- **Problem to solve**: The entire listing below should be output exactly as it stands.

- **Supplied records**:
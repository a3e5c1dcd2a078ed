//! Cache usage counters.

use std::sync::atomic::{AtomicU64, Ordering};

/// Statistics about cache usage.
#[derive(Debug, Clone, Default, PartialEq, Eq)]
pub struct CacheStats {
    /// Reads served from a fresh entry.
    pub hits: u64,
    /// Reads that needed a sync or found no entry.
    pub misses: u64,
    /// Full membership reloads.
    pub membership_syncs: u64,
    /// Single-entry refreshes across all current entries.
    pub entry_syncs: u64,
    /// Number of entries currently in cache.
    pub entry_count: u64,
}

impl CacheStats {
    /// Calculate the hit rate (0.0 to 1.0).
    pub fn hit_rate(&self) -> f64 {
        let total = self.hits + self.misses;
        if total == 0 {
            0.0
        } else {
            self.hits as f64 / total as f64
        }
    }
}

#[derive(Debug, Default)]
pub(crate) struct CacheCounters {
    hits: AtomicU64,
    misses: AtomicU64,
    membership_syncs: AtomicU64,
}

impl CacheCounters {
    pub(crate) fn hit(&self) {
        self.hits.fetch_add(1, Ordering::Relaxed);
    }

    pub(crate) fn miss(&self) {
        self.misses.fetch_add(1, Ordering::Relaxed);
    }

    pub(crate) fn membership_synced(&self) {
        self.membership_syncs.fetch_add(1, Ordering::Relaxed);
    }

    pub(crate) fn snapshot(&self, entry_count: usize, entry_syncs: u64) -> CacheStats {
        CacheStats {
            hits: self.hits.load(Ordering::Relaxed),
            misses: self.misses.load(Ordering::Relaxed),
            membership_syncs: self.membership_syncs.load(Ordering::Relaxed),
            entry_syncs,
            entry_count: entry_count as u64,
        }
    }
}

#[cfg(test)]
mod tests {
    use super::*;

    #[test]
    fn test_cache_stats_hit_rate() {
        let stats = CacheStats {
            hits: 80,
            misses: 20,
            ..Default::default()
        };
        assert!((stats.hit_rate() - 0.8).abs() < 0.001);

        let empty_stats = CacheStats::default();
        assert!((empty_stats.hit_rate() - 0.0).abs() < 0.001);
    }

    #[test]
    fn test_counters_snapshot() {
        let counters = CacheCounters::default();
        counters.hit();
        counters.hit();
        counters.miss();
        counters.membership_synced();

        let stats = counters.snapshot(4, 3);
        assert_eq!(stats.hits, 2);
        assert_eq!(stats.misses, 1);
        assert_eq!(stats.membership_syncs, 1);
        assert_eq!(stats.entry_syncs, 3);
        assert_eq!(stats.entry_count, 4);
    }
}
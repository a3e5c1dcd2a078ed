//! Achievement definitions.

use hackhub_core::{AchievementId, ConfigError, ValidationError};
use serde::{Deserialize, Serialize};

use crate::token::TokenPolicy;

/// One achievement as authored in the catalogue.
///
/// `id` is optional only for backwards compatibility with catalogues that
/// relied on load order; see [`AchievementCatalogue`](crate::AchievementCatalogue).
#[derive(Debug, Clone, PartialEq, Eq, Serialize, Deserialize)]
#[serde(rename_all = "camelCase")]
pub struct AchievementOptions {
    #[serde(default, skip_serializing_if = "Option::is_none")]
    pub id: Option<AchievementId>,

    pub title: String,

    #[serde(default)]
    pub description: String,

    #[serde(default)]
    pub prizes: String,

    #[serde(default, alias = "finish_message")]
    pub finish_message: String,

    #[serde(alias = "max_progress")]
    pub max_progress: u32,

    #[serde(default, alias = "requires_token")]
    pub requires_token: bool,

    #[serde(default)]
    pub token: TokenPolicy,
}

/// A loaded, validated achievement.
///
/// Immutable once built and shared as `Arc<AchievementDefinition>`.
#[derive(Debug, Clone, PartialEq, Eq, Serialize, Deserialize)]
#[serde(rename_all = "camelCase")]
pub struct AchievementDefinition {
    pub id: AchievementId,
    pub title: String,
    pub description: String,
    pub prizes: String,
    /// Shown to the user once progress reaches `max_progress`.
    pub finish_message: String,
    /// Always at least 1.
    pub max_progress: u32,
    pub requires_token: bool,
    pub token: TokenPolicy,
}

impl AchievementDefinition {
    /// Build a definition from catalogue options under the resolved `id`.
    pub fn from_options(id: AchievementId, options: AchievementOptions) -> Result<Self, ConfigError> {
        let definition = Self {
            id,
            title: options.title,
            description: options.description,
            prizes: options.prizes,
            finish_message: options.finish_message,
            max_progress: options.max_progress,
            requires_token: options.requires_token,
            token: options.token,
        };
        definition.validate()?;
        Ok(definition)
    }

    pub fn validate(&self) -> Result<(), ConfigError> {
        if self.max_progress == 0 {
            return Err(ConfigError::InvalidValue {
                field: format!("achievement.{}.max_progress", self.id),
                value: "0".to_string(),
                reason: "must be at least 1".to_string(),
            });
        }
        self.token.validate(&self.id)
    }

    /// Whether a supplied token passes this achievement's policy.
    pub fn token_is_valid(&self, token: &str, step: Option<&str>) -> bool {
        self.token.accepts(&self.id, token, step)
    }

    /// Check whether a progress request may proceed.
    ///
    /// An empty token counts as no token.
    pub fn authorize(&self, token: Option<&str>, step: Option<&str>) -> Result<(), ValidationError> {
        match token.filter(|t| !t.is_empty()) {
            None if self.requires_token => Err(ValidationError::MissingToken {
                achievement: self.id.clone(),
            }),
            None => Ok(()),
            Some(token) if self.token_is_valid(token, step) => Ok(()),
            Some(_) => Err(ValidationError::InvalidToken {
                achievement: self.id.clone(),
                step: step.map(str::to_owned),
            }),
        }
    }

    pub fn is_complete(&self, progress: u32) -> bool {
        progress >= self.max_progress
    }
}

- **Finished task**:
repository a3e5c1dcd2a078ed
//! Cache usage counters.

use std::sync::atomic::{AtomicU64, Ordering};

/// Statistics about cache usage.
#[derive(Debug, Clone, Default, PartialEq, Eq)]
pub struct CacheStats {
    /// Reads served from a fresh entry.
    pub hits: u64,
    /// Reads that needed a sync or found no entry.
    pub misses: u64,
    /// Full membership reloads.
    pub membership_syncs: u64,
    /// Single-entry refreshes across all current entries.
    pub entry_syncs: u64,
    /// Number of entries currently in cache.
    pub entry_count: u64,
}

impl CacheStats {
    /// Calculate the hit rate (0.0 to 1.0).
    pub fn hit_rate(&self) -> f64 {
        let total = self.hits + self.misses;
        if total == 0 {
            0.0
        } else {
            self.hits as f64 / total as f64
        }
    }
}

#[derive(Debug, Default)]
pub(crate) struct CacheCounters {
    hits: AtomicU64,
    misses: AtomicU64,
    membership_syncs: AtomicU64,
}

impl CacheCounters {
    pub(crate) fn hit(&self) {
        self.hits.fetch_add(1, Ordering::Relaxed);
    }

    pub(crate) fn miss(&self) {
        self.misses.fetch_add(1, Ordering::Relaxed);
    }

    pub(crate) fn membership_synced(&self) {
        self.membership_syncs.fetch_add(1, Ordering::Relaxed);
    }

    pub(crate) fn snapshot(&self, entry_count: usize, entry_syncs: u64) -> CacheStats {
        CacheStats {
            hits: self.hits.load(Ordering::Relaxed),
            misses: self.misses.load(Ordering::Relaxed),
            membership_syncs: self.membership_syncs.load(Ordering::Relaxed),
            entry_syncs,
            entry_count: entry_count as u64,
        }
    }
}

#[cfg(test)]
mod tests {
    use super::*;

    #[test]
    fn test_cache_stats_hit_rate() {
        let stats = CacheStats {
            hits: 80,
            misses: 20,
            ..Default::default()
        };
        assert!((stats.hit_rate() - 0.8).abs() < 0.001);

        let empty_stats = CacheStats::default();
        assert!((empty_stats.hit_rate() - 0.0).abs() < 0.001);
    }

    #[test]
    fn test_counters_snapshot() {
        let counters = CacheCounters::default();
        counters.hit();
        counters.hit();
        counters.miss();
        counters.membership_synced();

        let stats = counters.snapshot(4, 3);
        assert_eq!(stats.hits, 2);
        assert_eq!(stats.misses, 1);
        assert_eq!(stats.membership_syncs, 1);
        assert_eq!(stats.entry_syncs, 3);
        assert_eq!(stats.entry_count, 4);
    }
}
repository a3e5c1dcd2a078ed
//! Achievement definitions.

use hackhub_core::{AchievementId, ConfigError, ValidationError};
use serde::{Deserialize, Serialize};

use crate::token::TokenPolicy;

/// One achievement as authored in the catalogue.
///
/// `id` is optional only for backwards compatibility with catalogues that
/// relied on load order; see [`AchievementCatalogue`](crate::AchievementCatalogue).
#[derive(Debug, Clone, PartialEq, Eq, Serialize, Deserialize)]
#[serde(rename_all = "camelCase")]
pub struct AchievementOptions {
    #[serde(default, skip_serializing_if = "Option::is_none")]
    pub id: Option<AchievementId>,

    pub title: String,

    #[serde(default)]
    pub description: String,

    #[serde(default)]
    pub prizes: String,

    #[serde(default, alias = "finish_message")]
    pub finish_message: String,

    #[serde(alias = "max_progress")]
    pub max_progress: u32,

    #[serde(default, alias = "requires_token")]
    pub requires_token: bool,

    #[serde(default)]
    pub token: TokenPolicy,
}

/// A loaded, validated achievement.
///
/// Immutable once built and shared as `Arc<AchievementDefinition>`.
#[derive(Debug, Clone, PartialEq, Eq, Serialize, Deserialize)]
#[serde(rename_all = "camelCase")]
pub struct AchievementDefinition {
    pub id: AchievementId,
    pub title: String,
    pub description: String,
    pub prizes: String,
    /// Shown to the user once progress reaches `max_progress`.
    pub finish_message: String,
    /// Always at least 1.
    pub max_progress: u32,
    pub requires_token: bool,
    pub token: TokenPolicy,
}

impl AchievementDefinition {
    /// Build a definition from catalogue options under the resolved `id`.
    pub fn from_options(id: AchievementId, options: AchievementOptions) -> Result<Self, ConfigError> {
        let definition = Self {
            id,
            title: options.title,
            description: options.description,
            prizes: options.prizes,
            finish_message: options.finish_message,
            max_progress: options.max_progress,
            requires_token: options.requires_token,
            token: options.token,
        };
        definition.validate()?;
        Ok(definition)
    }

    pub fn validate(&self) -> Result<(), ConfigError> {
        if self.max_progress == 0 {
            return Err(ConfigError::InvalidValue {
                field: format!("achievement.{}.max_progress", self.id),
                value: "0".to_string(),
                reason: "must be at least 1".to_string(),
            });
        }
        self.token.validate(&self.id)
    }

    /// Whether a supplied token passes this achievement's policy.
    pub fn token_is_valid(&self, token: &str, step: Option<&str>) -> bool {
        self.token.accepts(&self.id, token, step)
    }

    /// Check whether a progress request may proceed.
    ///
    /// An empty token counts as no token.
    pub fn authorize(&self, token: Option<&str>, step: Option<&str>) -> Result<(), ValidationError> {
        match token.filter(|t| !t.is_empty()) {
            None if self.requires_token => Err(ValidationError::MissingToken {
                achievement: self.id.clone(),
            }),
            None => Ok(()),
            Some(token) if self.token_is_valid(token, step) => Ok(()),
            Some(_) => Err(ValidationError::InvalidToken {
                achievement: self.id.clone(),
                step: step.map(str::to_owned),
            }),
        }
    }

    pub fn is_complete(&self, progress: u32) -> bool {
        progress >= self.max_progress
    }
}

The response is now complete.